As to "interesting, and therefore useful", don't talk rot. That sort of argument is a complete non-starter, and is exactly the attitude that can be the problem.

Quote Originally Posted by Ironside View Post
I've never seaid anything about making that permanent on somebody, I'm just saying that use of the Greater Good is ironic when talking about people that cannot differ between the murder of a tyrant and the murder of a saint. Making it permanent would be even more ethically questionable than an icepick in the brain... since it's never been claimed to be a cure.
I'm not suggesting you think we should start making "brain hats" but you have to acknowledge the massive danger this sort of technology has.

But if you would like, we could go into more ethics. Would it be unethical to analyse what side effects of a certain brain damage (born with or caused by accident) has?
Would it be unethical to repair a mind of a criminal so he could start to feel compassion, something impossible due to brain damage, if he requested it? Now I'm only talking about the speciffic case.
You can't equate passive observation with intervention.

As been mentioned, the Hadron colider has not been run with the higher energy levels yet and even those levels have been reached in the atmospere by cosmic rays before. Should it cause a black hole devouring earth it would already have happened.
Theoretically it will produce those same (extremely harmful) cosmic rays, but as this is a mechanical attempt to replicate a part of nature we don't really understand (which is why they want to test it) and they don't know what they're doing, they're just "pretty sure".

Don't walk this path since it might awaken an angry God?
Much more concrete than that, there's no need invoke an "angry God".

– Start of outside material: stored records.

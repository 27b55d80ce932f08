use std::path::{Path, PathBuf};
use std::sync::{Arc, PoisonError, RwLock};

use eframe::egui;
use image::RgbaImage;
use log::{info, warn};

use crate::config::camera::ScaleFilter;
use crate::config::ViewerConfig;
use crate::core::geometry::SampleRect;
use crate::core::world::WorldMap;
use crate::core::CoreError;
use crate::rendering::canvas::MapSource;
use crate::rendering::viewport::Camera;
use crate::ui::canvas_view::{show_canvas, FrameTexture};
use crate::ui::control_panel::{show_control_panel, PanelInfo};
use crate::ui::status_bar::show_status_bar;

/// 查看器可显示的底图：程序生成的世界（可原地重绘）或从文件载入的图像
#[derive(Clone)]
pub enum ViewerSource {
    World(Arc<RwLock<WorldMap>>),
    Image { path: PathBuf, image: Arc<RgbaImage> },
}

impl ViewerSource {
    pub fn label(&self) -> String {
        match self {
            Self::World(world) => {
                let seed = world.read().unwrap_or_else(PoisonError::into_inner).seed;
                format!("生成世界 (种子 {seed})")
            }
            Self::Image { path, .. } => path.display().to_string(),
        }
    }
}

impl MapSource for ViewerSource {
    fn dimensions(&self) -> (u32, u32) {
        match self {
            Self::World(world) => world.dimensions(),
            Self::Image { image, .. } => image.dimensions(),
        }
    }

    fn sample_scaled(
        &self,
        rect: SampleRect,
        out_w: u32,
        out_h: u32,
        filter: ScaleFilter,
    ) -> RgbaImage {
        match self {
            Self::World(world) => world.sample_scaled(rect, out_w, out_h, filter),
            Self::Image { image, .. } => image.sample_scaled(rect, out_w, out_h, filter),
        }
    }
}

/// 从磁盘载入底图图像
pub fn load_map_image(path: &Path) -> Result<ViewerSource, CoreError> {
    let image = image::open(path)?.to_rgba8();
    info!("已载入底图: {} ({}x{})", path.display(), image.width(), image.height());
    Ok(ViewerSource::Image {
        path: path.to_path_buf(),
        image: Arc::new(image),
    })
}

pub struct ViewerApp {
    config: ViewerConfig,
    camera: Camera<ViewerSource>,
    texture: FrameTexture,
    hover_map: Option<[f64; 2]>,
    last_status: String,
}

impl ViewerApp {
    /// 窗口启动前完成所有可能失败的初始化
    pub fn new(config: ViewerConfig, source: ViewerSource) -> Result<Self, CoreError> {
        let camera = Camera::new(source, &config.camera)?;
        let (w, h) = camera.source().dimensions();
        Ok(Self {
            config,
            camera,
            texture: FrameTexture::default(),
            hover_map: None,
            last_status: format!("底图就绪 ({w}x{h})"),
        })
    }

    pub fn initial_world(config: &ViewerConfig, seed: u64) -> Result<ViewerSource, CoreError> {
        let world = WorldMap::generate(&config.world, seed)?;
        Ok(ViewerSource::World(Arc::new(RwLock::new(world))))
    }

    /// 新底图：尺寸相同则沿用当前缩放与位置，否则重建相机
    fn replace_source(&mut self, source: ViewerSource) {
        let label = source.label();
        if source.dimensions() == self.camera.source().dimensions() {
            self.camera.set_source(source);
            self.last_status = format!("已切换底图: {label}");
            return;
        }

        let anchor = self.camera.anchor();
        match Camera::new(source, &self.config.camera) {
            Ok(mut camera) => {
                camera.set_anchor(anchor);
                self.camera = camera;
                self.texture.invalidate();
                self.last_status = format!("已切换底图: {label}（视口已重置）");
            }
            Err(e) => {
                warn!("底图不可用: {e}");
                self.last_status = format!("底图不可用: {e}");
            }
        }
    }

    fn regenerate_world(&mut self) {
        let seed: u64 = rand::random();
        if let ViewerSource::World(world) = self.camera.source() {
            world
                .write()
                .unwrap_or_else(PoisonError::into_inner)
                .redraw(seed);
            self.camera.refresh();
            self.last_status = format!("世界已重绘 (种子 {seed})");
            return;
        }

        match Self::initial_world(&self.config, seed) {
            Ok(source) => self.replace_source(source),
            Err(e) => {
                warn!("世界生成失败: {e}");
                self.last_status = format!("世界生成失败: {e}");
            }
        }
    }

    fn open_map_dialog(&mut self) {
        let Some(path) = rfd::FileDialog::new()
            .add_filter("图像", &["png", "jpg", "jpeg", "bmp", "gif", "webp"])
            .pick_file()
        else {
            return;
        };

        match load_map_image(&path) {
            Ok(source) => self.replace_source(source),
            Err(e) => {
                warn!("{e}");
                self.last_status = e.to_string();
            }
        }
    }
}

impl eframe::App for ViewerApp {
    fn update(&mut self, ctx: &egui::Context, _frame: &mut eframe::Frame) {
        egui::SidePanel::left("control_panel")
            .resizable(true)
            .default_width(260.0)
            .show(ctx, |ui| {
                let label = self.camera.source().label();
                let info = PanelInfo {
                    source_label: &label,
                    map_size: self.camera.source().dimensions(),
                    zoom_level: self.camera.zoom_level(),
                    max_zoom: self.camera.max_zoom(),
                    rect: self.camera.sample_rect(),
                    levels: self.camera.level_sizes(),
                    anchor: self.camera.anchor(),
                };
                let action = show_control_panel(ui, &info);
                if let Some(anchor) = action.anchor {
                    self.camera.set_anchor(anchor);
                }
                if action.regenerate {
                    self.regenerate_world();
                }
                if action.open_map {
                    self.open_map_dialog();
                }
            });

        egui::TopBottomPanel::bottom("status_bar")
            .resizable(false)
            .min_height(28.0)
            .show(ctx, |ui| {
                let fps = ctx.input(|i| {
                    if i.stable_dt > 0.0 {
                        1.0 / i.stable_dt
                    } else {
                        0.0
                    }
                });
                show_status_bar(ui, fps, self.hover_map, &self.last_status);
            });

        egui::CentralPanel::default().show(ctx, |ui| {
            let report = show_canvas(ui, &mut self.camera, &mut self.texture);
            self.hover_map = report.hover_map;
            if report.zoomed {
                let r = self.camera.sample_rect();
                self.last_status = format!(
                    "缩放级别 {} @ ({}, {}) {}x{}",
                    self.camera.zoom_level(),
                    r.x,
                    r.y,
                    r.width,
                    r.height
                );
            }
        });
    }
}
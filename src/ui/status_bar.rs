use egui::Ui;

pub fn show_status_bar(ui: &mut Ui, fps: f32, hover_map: Option<[f64; 2]>, message: &str) {
    ui.horizontal_wrapped(|ui| {
        ui.label(format!("状态: {message}"));
        ui.separator();
        ui.label(format!("FPS: {:.0}", fps));
        ui.separator();
        match hover_map {
            Some([x, y]) => ui.label(format!("地图坐标: ({x:.0}, {y:.0})")),
            None => ui.label("地图坐标: -"),
        };
    });
}
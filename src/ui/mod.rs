pub mod app;
pub mod canvas_view;
pub mod control_panel;
pub mod status_bar;
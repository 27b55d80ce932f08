use serde::Deserialize;

/// 采样矩形缩放到视口时使用的滤波方式
#[derive(Debug, Clone, Copy, PartialEq, Eq, Default, Deserialize)]
#[serde(rename_all = "snake_case")]
pub enum ScaleFilter {
    #[default]
    Nearest,
    Triangle,
    CatmullRom,
    Lanczos3,
}

/// 缩放时点击点的落位方式
#[derive(Debug, Clone, Copy, PartialEq, Eq, Default, Deserialize)]
#[serde(rename_all = "snake_case")]
pub enum ZoomAnchor {
    /// 点击处的地图点成为新视野中心
    #[default]
    Center,
    /// 点击处的地图点保持在光标下
    Cursor,
}

#[derive(Debug, Clone, Deserialize)]
#[serde(default)]
pub struct CameraConfig {
    pub view_width: u32,
    pub view_height: u32,
    /// 光标距视口边缘多少像素内触发滚动
    pub scroll_margin: u32,
    /// 每帧滚动的底图像素数
    pub scroll_speed: u32,
    pub filter: ScaleFilter,
    pub anchor: ZoomAnchor,
    /// true：光标在视口外时不滚动；false：先夹回视口再判断边缘
    pub ignore_outside_cursor: bool,
}

impl Default for CameraConfig {
    fn default() -> Self {
        Self {
            view_width: 800,
            view_height: 800,
            scroll_margin: 20,
            scroll_speed: 5,
            filter: ScaleFilter::Nearest,
            anchor: ZoomAnchor::Center,
            ignore_outside_cursor: true,
        }
    }
}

Neuroscience is a field where etics is always needed to consider. You are aware that it's a field were they can make blinds see and restoring lost limbs (through cybernetics atm)? And that's not talking about people who have lost their long term memory or their left side of their body? Or consider their own limbs as dead matter stiched to their bodies? Because it might be abused, we shall condemn them to their fates.
Some technology isn't worth having, nuclear being one, and the overall benefits outweigh the costs. Nuclear technology very nearly destroyed us all, still threatens us, and the power plants serve as a sop to prevent the development of truly useful renewable energy.